[Start of section]

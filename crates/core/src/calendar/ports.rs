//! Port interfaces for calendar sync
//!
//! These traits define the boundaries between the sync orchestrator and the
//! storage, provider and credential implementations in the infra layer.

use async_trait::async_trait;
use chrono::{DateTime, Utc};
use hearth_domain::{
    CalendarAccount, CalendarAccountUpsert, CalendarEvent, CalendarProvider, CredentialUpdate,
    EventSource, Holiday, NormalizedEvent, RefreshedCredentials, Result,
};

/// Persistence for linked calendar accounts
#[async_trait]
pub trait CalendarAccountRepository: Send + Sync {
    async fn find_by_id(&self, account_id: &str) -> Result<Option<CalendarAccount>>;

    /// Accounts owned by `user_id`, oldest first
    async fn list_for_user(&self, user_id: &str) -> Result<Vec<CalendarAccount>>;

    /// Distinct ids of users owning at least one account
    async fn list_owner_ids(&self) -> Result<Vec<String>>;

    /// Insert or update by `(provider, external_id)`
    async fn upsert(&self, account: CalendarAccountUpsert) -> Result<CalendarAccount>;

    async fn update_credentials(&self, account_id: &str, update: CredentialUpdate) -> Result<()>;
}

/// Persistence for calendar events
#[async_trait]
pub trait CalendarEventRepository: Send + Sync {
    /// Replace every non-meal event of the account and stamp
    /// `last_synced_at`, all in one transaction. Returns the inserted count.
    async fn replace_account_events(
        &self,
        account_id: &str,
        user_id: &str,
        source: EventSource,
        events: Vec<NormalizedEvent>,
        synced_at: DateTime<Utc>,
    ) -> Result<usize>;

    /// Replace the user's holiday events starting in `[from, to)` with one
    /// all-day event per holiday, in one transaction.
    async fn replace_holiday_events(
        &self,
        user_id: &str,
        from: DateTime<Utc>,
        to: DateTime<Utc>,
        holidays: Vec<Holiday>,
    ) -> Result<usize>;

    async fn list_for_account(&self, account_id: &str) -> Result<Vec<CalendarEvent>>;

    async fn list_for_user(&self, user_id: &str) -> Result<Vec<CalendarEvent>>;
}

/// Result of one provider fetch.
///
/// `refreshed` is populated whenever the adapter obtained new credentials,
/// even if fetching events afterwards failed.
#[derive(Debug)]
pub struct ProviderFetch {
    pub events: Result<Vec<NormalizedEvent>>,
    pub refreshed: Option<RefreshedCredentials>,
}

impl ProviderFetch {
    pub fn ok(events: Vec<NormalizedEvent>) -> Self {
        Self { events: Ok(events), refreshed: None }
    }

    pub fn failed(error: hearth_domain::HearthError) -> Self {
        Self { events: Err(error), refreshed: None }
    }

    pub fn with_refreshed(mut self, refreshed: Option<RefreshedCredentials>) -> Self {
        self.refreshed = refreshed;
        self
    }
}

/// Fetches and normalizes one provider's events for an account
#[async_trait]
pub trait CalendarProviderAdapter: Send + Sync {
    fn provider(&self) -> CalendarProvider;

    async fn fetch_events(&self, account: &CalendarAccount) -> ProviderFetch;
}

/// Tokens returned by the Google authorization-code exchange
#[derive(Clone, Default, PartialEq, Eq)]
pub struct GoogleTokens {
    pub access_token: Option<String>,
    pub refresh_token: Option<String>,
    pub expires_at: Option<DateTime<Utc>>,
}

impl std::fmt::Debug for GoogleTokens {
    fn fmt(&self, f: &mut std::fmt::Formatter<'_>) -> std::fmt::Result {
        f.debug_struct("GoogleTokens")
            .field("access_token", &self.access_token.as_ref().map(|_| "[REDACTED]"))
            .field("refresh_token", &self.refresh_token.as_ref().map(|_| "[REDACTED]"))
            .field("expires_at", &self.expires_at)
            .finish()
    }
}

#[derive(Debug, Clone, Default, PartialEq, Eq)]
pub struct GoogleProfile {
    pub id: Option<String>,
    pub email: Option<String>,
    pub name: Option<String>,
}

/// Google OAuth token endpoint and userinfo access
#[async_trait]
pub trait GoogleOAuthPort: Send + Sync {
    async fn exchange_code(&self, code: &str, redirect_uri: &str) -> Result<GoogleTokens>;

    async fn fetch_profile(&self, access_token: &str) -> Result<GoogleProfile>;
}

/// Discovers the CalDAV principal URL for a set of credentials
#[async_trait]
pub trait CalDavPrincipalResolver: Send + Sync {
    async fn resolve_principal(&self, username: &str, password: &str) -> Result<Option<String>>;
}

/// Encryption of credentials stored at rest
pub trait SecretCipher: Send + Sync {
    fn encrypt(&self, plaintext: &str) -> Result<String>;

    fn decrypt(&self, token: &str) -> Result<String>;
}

[End of section]
[Start of section]

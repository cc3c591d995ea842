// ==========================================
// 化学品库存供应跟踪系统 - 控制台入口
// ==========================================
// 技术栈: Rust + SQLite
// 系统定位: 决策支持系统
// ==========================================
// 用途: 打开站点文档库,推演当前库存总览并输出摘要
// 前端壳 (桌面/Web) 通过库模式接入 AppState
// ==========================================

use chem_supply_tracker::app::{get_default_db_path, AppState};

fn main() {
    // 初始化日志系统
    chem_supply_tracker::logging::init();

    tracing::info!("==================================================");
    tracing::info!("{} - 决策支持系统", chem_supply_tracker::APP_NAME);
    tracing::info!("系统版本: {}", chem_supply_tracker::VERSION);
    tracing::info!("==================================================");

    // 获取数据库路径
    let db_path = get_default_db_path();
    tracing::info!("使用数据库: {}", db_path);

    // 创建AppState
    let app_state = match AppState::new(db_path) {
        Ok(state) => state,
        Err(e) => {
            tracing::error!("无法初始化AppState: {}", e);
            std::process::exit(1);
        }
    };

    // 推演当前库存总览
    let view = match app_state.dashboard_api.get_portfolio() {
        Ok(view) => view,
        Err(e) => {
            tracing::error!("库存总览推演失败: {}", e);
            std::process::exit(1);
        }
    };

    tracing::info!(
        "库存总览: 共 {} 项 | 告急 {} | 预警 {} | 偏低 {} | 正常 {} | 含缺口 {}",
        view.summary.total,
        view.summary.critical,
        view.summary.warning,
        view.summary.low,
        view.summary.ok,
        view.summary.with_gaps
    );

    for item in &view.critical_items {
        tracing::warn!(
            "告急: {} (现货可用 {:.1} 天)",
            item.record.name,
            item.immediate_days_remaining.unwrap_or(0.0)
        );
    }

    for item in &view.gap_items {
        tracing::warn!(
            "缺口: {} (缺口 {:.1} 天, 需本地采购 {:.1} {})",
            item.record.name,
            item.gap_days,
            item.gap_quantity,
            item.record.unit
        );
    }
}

[End of section]

■ WHAT NEEDS TO BE DONE ■
Take every line from the data that includes the word "GoogleTokens".

■ TASK RESULT ■
pub struct GoogleTokens {
impl std::fmt::Debug for GoogleTokens {
        f.debug_struct("GoogleTokens")
    async fn exchange_code(&self, code: &str, redirect_uri: &str) -> Result<GoogleTokens>;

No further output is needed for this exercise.